Given records ▸
^^^^^^^^
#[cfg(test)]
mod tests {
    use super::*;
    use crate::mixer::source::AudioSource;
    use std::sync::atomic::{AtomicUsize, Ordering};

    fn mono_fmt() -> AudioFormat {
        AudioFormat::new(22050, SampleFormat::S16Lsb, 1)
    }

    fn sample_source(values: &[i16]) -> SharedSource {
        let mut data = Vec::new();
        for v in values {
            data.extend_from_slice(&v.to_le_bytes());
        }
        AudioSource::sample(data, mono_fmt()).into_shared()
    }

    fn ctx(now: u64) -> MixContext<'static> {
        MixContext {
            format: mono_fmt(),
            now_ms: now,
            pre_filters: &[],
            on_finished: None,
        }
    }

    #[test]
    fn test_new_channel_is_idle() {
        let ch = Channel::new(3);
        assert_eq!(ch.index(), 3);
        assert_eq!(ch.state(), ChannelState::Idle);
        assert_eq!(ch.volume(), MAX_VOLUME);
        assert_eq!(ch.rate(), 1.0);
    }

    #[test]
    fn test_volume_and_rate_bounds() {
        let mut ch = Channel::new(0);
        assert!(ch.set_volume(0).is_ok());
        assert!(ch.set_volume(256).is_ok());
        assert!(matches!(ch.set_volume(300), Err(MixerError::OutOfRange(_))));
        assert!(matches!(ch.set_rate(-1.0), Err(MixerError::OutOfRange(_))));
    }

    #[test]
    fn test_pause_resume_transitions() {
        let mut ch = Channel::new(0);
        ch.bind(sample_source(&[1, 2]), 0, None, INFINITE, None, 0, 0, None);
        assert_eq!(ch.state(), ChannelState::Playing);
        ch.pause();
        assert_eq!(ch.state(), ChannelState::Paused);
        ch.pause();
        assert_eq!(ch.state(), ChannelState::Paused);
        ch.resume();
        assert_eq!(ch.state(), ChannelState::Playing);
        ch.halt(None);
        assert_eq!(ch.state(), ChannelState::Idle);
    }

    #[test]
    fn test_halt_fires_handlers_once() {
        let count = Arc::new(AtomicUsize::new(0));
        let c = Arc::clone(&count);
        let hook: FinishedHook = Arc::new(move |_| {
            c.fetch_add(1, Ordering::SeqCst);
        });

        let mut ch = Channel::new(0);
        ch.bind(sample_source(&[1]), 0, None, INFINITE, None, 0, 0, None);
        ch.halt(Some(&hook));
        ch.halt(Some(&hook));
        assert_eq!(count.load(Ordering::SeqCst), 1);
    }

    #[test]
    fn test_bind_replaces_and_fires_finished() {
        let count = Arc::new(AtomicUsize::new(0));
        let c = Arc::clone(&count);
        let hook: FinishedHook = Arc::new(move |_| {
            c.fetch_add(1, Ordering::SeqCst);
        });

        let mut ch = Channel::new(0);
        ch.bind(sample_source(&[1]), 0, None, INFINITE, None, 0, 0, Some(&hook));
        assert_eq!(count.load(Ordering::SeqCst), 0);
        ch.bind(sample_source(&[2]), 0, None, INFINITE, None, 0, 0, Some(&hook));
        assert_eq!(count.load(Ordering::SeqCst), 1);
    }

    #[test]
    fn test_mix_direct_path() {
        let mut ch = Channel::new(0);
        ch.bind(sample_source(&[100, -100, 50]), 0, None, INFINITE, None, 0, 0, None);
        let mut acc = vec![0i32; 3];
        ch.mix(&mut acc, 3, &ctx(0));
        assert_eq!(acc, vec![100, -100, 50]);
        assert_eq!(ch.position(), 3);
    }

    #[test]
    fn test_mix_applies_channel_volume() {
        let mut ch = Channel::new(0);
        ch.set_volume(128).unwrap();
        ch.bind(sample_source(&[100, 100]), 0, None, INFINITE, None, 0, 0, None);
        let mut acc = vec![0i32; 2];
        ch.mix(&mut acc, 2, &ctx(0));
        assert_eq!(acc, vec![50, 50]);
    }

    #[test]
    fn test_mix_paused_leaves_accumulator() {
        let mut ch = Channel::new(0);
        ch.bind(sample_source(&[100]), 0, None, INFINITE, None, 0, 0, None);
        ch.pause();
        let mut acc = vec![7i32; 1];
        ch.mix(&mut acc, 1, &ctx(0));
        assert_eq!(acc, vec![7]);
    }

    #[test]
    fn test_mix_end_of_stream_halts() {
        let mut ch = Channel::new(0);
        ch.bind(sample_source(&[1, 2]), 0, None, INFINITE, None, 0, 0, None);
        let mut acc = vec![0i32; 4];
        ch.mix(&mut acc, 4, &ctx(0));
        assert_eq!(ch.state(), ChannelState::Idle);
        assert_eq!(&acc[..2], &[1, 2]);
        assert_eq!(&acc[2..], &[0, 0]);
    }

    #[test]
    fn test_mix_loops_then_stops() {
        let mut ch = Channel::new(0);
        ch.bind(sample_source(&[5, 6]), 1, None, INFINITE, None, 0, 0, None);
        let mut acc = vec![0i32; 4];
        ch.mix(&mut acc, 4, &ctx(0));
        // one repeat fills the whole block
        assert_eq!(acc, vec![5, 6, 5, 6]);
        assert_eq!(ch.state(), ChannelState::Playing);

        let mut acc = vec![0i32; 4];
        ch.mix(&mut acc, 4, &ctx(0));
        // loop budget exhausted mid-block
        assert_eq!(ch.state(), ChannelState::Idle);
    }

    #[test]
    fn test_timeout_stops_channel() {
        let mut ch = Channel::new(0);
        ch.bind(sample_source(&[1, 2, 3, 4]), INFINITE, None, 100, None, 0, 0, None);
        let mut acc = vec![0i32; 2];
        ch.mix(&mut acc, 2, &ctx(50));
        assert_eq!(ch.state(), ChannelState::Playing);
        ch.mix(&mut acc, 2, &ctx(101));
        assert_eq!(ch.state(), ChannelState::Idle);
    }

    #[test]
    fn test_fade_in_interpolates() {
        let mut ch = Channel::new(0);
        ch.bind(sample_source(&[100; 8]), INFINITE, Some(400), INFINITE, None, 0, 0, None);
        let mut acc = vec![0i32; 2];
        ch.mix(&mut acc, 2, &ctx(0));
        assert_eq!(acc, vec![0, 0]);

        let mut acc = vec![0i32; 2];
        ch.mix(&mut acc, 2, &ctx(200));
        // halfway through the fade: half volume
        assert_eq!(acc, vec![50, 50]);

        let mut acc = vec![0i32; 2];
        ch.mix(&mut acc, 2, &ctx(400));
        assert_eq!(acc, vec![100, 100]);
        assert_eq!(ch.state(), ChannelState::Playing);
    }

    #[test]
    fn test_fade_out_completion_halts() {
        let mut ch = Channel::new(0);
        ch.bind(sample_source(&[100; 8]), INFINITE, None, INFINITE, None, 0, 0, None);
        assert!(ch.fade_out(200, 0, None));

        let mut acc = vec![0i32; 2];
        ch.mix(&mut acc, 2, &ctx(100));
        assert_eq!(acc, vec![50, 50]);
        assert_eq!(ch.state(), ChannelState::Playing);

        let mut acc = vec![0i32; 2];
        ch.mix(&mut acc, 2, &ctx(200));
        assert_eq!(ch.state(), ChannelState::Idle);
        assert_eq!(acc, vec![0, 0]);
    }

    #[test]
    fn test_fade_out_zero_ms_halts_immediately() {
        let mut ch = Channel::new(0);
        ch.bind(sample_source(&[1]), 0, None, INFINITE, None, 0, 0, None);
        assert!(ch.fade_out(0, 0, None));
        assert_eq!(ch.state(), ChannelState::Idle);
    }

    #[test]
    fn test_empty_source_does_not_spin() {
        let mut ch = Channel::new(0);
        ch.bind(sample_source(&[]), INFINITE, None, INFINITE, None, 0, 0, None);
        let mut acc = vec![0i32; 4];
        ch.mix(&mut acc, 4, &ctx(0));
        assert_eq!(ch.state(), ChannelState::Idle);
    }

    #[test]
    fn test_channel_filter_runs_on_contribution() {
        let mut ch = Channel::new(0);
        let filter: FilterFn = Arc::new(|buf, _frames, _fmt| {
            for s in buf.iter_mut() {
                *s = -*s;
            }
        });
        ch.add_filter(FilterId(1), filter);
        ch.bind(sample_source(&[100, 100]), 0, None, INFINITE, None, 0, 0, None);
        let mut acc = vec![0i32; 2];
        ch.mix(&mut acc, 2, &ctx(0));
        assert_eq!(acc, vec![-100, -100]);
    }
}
^^^^^^^^
If a line of the records above holds the word "matches", show it.

        assert!(matches!(ch.set_volume(300), Err(MixerError::OutOfRange(_))));
        assert!(matches!(ch.set_rate(-1.0), Err(MixerError::OutOfRange(_))));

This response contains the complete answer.